夜の蝶という言葉がある。水商売の人達を差す言葉だが、夜の蝶って大体、蛾だ。
蝶はきれいな模様をしているが、蛾は毒々しい気持ち悪い模様をしている。
なぜそうなったんだろう。
ぼくは蛾について調べた。
今日、特に気になったのがスカシバという種類だ。
スカシバは一見、蛾に見えない。蜂に見える。
ベイツ型擬態だと思う。
毒は持っていないけれど、自分より強くて毒を持っている蜂に姿を似せているのである。
スカシバを色々見ているうちに、なんでこの連中は蜂に見えて、蛾に見えないんだろう、と疑問がわいた。
一番のポイントは、羽が透明であることだと思った。
普通、蛾というのはもさもさした細かい毛の生えているような質感の、大きな不透明の羽を持っている。
しかしスカシバは蜂と同じような、透明で小さい羽をしている。
だからスカシバなんだ、と納得した。
“透かし羽”だ。
スカシバは成虫になった直後は羽に鱗粉がついていて、他の蛾と同じように不透明な羽なのだが、すぐに粉が落ちて透明な羽になるらしい。
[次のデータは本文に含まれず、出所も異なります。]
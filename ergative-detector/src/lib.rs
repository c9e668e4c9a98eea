//! Rule-based detection of volitional and non-volitional case marking in
//! dependency-parsed Urdu.
//!
//! Classification runs in two passes over a [`Sentence`]: a scan for the
//! ergative (`نے`) and instrumental (`سے`) postpositions, then a structural
//! check over the dependency tree that confirms the marker's reading. The
//! result is always one of [`CaseLabel::Vol`], [`CaseLabel::Nvol`] or
//! [`CaseLabel::Other`].
//!
//! ```
//! use ergative_detector::{CaseLabel, ErgativeDetector, Sentence, Token};
//!
//! let sentence = Sentence::new(
//!     "علی نے کھانا کھایا",
//!     vec![
//!         Token::new(1, "علی", "PROPN", "Case=Acc|Gender=Masc|Number=Sing", 4, "nsubj"),
//!         Token::new(2, "نے", "ADP", "AdpType=Post", 1, "case"),
//!         Token::new(3, "کھانا", "NOUN", "Case=Nom|Gender=Masc|Number=Sing", 4, "obj"),
//!         Token::new(4, "کھایا", "VERB", "Aspect=Perf|Gender=Masc|Number=Sing", 0, "root"),
//!     ],
//! );
//!
//! let detector = ErgativeDetector::new();
//! assert_eq!(detector.detect_case(&sentence).unwrap(), CaseLabel::Vol);
//! ```

pub mod classifier;
pub mod error;
pub mod features;
pub mod markers;
pub mod patterns;
pub mod token;
pub mod tree;

pub use classifier::{CaseClassifier, CaseLabel, ErgativeDetector, ParseCaseLabelError};
pub use error::{DetectError, FeatureFormatError, MalformedTreeError};
pub use features::{FeatureMap, get_features};
pub use markers::{Marker, MarkerForms, NVOL_MARKER, VOL_MARKER, scan_markers};
pub use patterns::{absolutive_pattern, check_pattern, ergative_pattern};
pub use token::{Sentence, Token};
pub use tree::ChildIndex;
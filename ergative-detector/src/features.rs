//! Universal Dependencies morphological feature bundles.
//!
//! A parser writes a word's features as `Key=Value|Key=Value`. The rules only
//! ever ask a handful of questions of that bundle, so it is split on demand into
//! a [`FeatureMap`] that borrows from the token and is dropped after use.

use std::collections::BTreeMap;

use crate::error::FeatureFormatError;
use crate::token::Token;

/// Feature keys the case rules read.
pub mod keys {
    pub const ADP_TYPE: &str = "AdpType";
    pub const ASPECT: &str = "Aspect";
    pub const CASE: &str = "Case";
    pub const GENDER: &str = "Gender";
    pub const NUMBER: &str = "Number";
    pub const VERB_FORM: &str = "VerbForm";
}

/// Key to value view of one token's features.
#[derive(Clone, Debug, Default, PartialEq, Eq)]
pub struct FeatureMap<'a> {
    entries: BTreeMap<&'a str, &'a str>,
}

impl<'a> FeatureMap<'a> {
    /// Split a raw feature string. Each entry is split on its first `=`; a
    /// repeated key keeps the last value.
    pub fn parse(token_id: usize, feats: &'a str) -> Result<Self, FeatureFormatError> {
        let mut entries = BTreeMap::new();
        if feats.is_empty() {
            return Ok(Self { entries });
        }

        for entry in feats.split('|') {
            let (key, value) =
                entry
                    .split_once('=')
                    .ok_or_else(|| FeatureFormatError::MissingSeparator {
                        token_id,
                        entry: entry.to_string(),
                    })?;
            entries.insert(key, value);
        }

        Ok(Self { entries })
    }

    pub fn get(&self, key: &str) -> Option<&'a str> {
        self.entries.get(key).copied()
    }

    /// The value for `key`, or `""` when it is absent.
    pub fn value_or_empty(&self, key: &str) -> &'a str {
        self.get(key).unwrap_or("")
    }

    /// Whether `key` is present with exactly `value`.
    pub fn has(&self, key: &str, value: &str) -> bool {
        self.get(key) == Some(value)
    }

    pub fn len(&self) -> usize {
        self.entries.len()
    }

    pub fn is_empty(&self) -> bool {
        self.entries.is_empty()
    }

    pub fn iter(&self) -> impl Iterator<Item = (&'a str, &'a str)> + '_ {
        self.entries.iter().map(|(k, v)| (*k, *v))
    }
}

impl std::fmt::Display for FeatureMap<'_> {
    fn fmt(&self, f: &mut std::fmt::Formatter<'_>) -> std::fmt::Result {
        for (i, (key, value)) in self.iter().enumerate() {
            if i > 0 {
                write!(f, "|")?;
            }
            write!(f, "{key}={value}")?;
        }
        Ok(())
    }
}

/// Build the feature map of a token.
pub fn get_features(token: &Token) -> Result<FeatureMap<'_>, FeatureFormatError> {
    FeatureMap::parse(token.id, &token.feats)
}

#[cfg(test)]
mod tests {
    use super::*;

    fn token_with(feats: &str) -> Token {
        Token::new(3, "لڑکے", "NOUN", feats, 0, "root")
    }

    #[test]
    fn test_empty_feats() {
        let token = token_with("");
        let map = get_features(&token).unwrap();
        assert!(map.is_empty());
        assert_eq!(map.value_or_empty(keys::CASE), "");
    }

    #[test]
    fn test_parse_bundle() {
        let token = token_with("Case=Nom|Gender=Masc|Number=Sing");
        let map = get_features(&token).unwrap();
        assert_eq!(map.len(), 3);
        assert_eq!(map.get("Case"), Some("Nom"));
        assert_eq!(map.get("Gender"), Some("Masc"));
        assert_eq!(map.get("Number"), Some("Sing"));
        assert!(map.has("Case", "Nom"));
        assert!(!map.has("Case", "Acc"));
    }

    #[test]
    fn test_round_trip_through_display() {
        let token = token_with("Number=Sing|Case=Nom|Gender=Masc");
        let map = get_features(&token).unwrap();
        let serialized = map.to_string();
        assert_eq!(serialized, "Case=Nom|Gender=Masc|Number=Sing");

        let reparsed = FeatureMap::parse(token.id, &serialized).unwrap();
        assert_eq!(reparsed, map);
    }

    #[test]
    fn test_idempotent() {
        let token = token_with("Aspect=Perf|VerbForm=Part");
        assert_eq!(get_features(&token).unwrap(), get_features(&token).unwrap());
    }

    #[test]
    fn test_duplicate_key_last_write_wins() {
        let token = token_with("Case=Acc|Case=Nom");
        let map = get_features(&token).unwrap();
        assert_eq!(map.len(), 1);
        assert_eq!(map.get("Case"), Some("Nom"));
    }

    #[test]
    fn test_split_on_first_separator() {
        let token = token_with("Foo=a=b");
        assert_eq!(get_features(&token).unwrap().get("Foo"), Some("a=b"));
    }

    #[test]
    fn test_missing_separator_is_an_error() {
        let token = token_with("Case=Nom|Masc");
        assert_eq!(
            get_features(&token),
            Err(FeatureFormatError::MissingSeparator {
                token_id: 3,
                entry: "Masc".to_string(),
            })
        );
    }
}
スカシバ達は、ほとんど蜂だ。ぱっと見で蛾だと見分けることは、相当詳しい人でなければむずかしいと思う。だから、スカシバが近くに来たら、大の大人でも「蜂だ」と思うだろう。とても立派な擬態だと思う。
ものすごく疑問なのだが、どうしてスカシバは、蜂に姿を似せることができたんだろう。
彼らはたぶん、色々な思考ができるほど頭が良くないと思う。
だから、「蜂に姿を似せたら食われなくても済むかもしれない」とか、そもそも考えることができないように思われる。
蜂は自分たちより強い、という知識のようなものは、本能に刷り込まれていて、OSとして遺伝子レベルで引き継がれていくのかもしれないけれど、だとしたら、「蜂に姿を似せる」という変化は、スカシバ達本人の意思ではなく、「遺伝子の意思」ということになる。
そういうものが存在するのだろうか?
ぼくにもあるのだろうか?
思考にさえのぼらないけれど、遺伝子レベルで刻み込まれてきた、そしてぼくの遺伝子にも今リアルタイムで刻み込まれつつある無意識の情報が、あるのだろうか?
だとしたらそれは一体なんなんだ。
ぼくはどうして人間のような形で生まれてきたのだろう。
ぼくは人間によく似た、別の生き物であるという可能性も、実はあるんではないか。
進化という言葉が、実際にはどのようなものなのか、ぼくはよく分かっていない。
メンデルのえんどう豆くらいはなんとなく知っているが、スカシバ達の姿を見ていると、メンデルどころではないような気もする。
蜂に擬態している虫は蛾以外にもいるけれど、それならどうして全部の虫が蜂に擬態しないのだろう?
人間もいずれ、何か別の形になっていくのだろうか。人間の意思とは、特に関係なく。
きっとそうなんだろう。新しい世代の人間達は、親知らずが生えない人が増えているというし、手首の長掌筋が無い人もいるという。
そういう、些細だけれどたしかな変化が積み重なって、いつの間にか、気がつかないうちに違うものになっていくんだろう。そこにはやはり、生物本人の意志というものは、あまり関係がないのだろう。なんとなく使わないものがなくなり、なんとなく使うものが残っていくという、ただそれだけのことが、スカシバ達を生んだのかもしれない。
今日は100円ショップでランタンを買った。500円だった。
ベッドで本を読むときの明かりが欲しかったのだった。
家に帰り部屋を真っ暗にして、ランタンをつけてみた。
オレンジのあかりがゆらゆらした。
蛾が寄ってきそうだ、と思った。
夜の蝶は蛾かもしれない。
でもスカシバは、蛾だけれど昼に活動する。
夜の蝶も、昼の蛾も、どちらもおもしろい。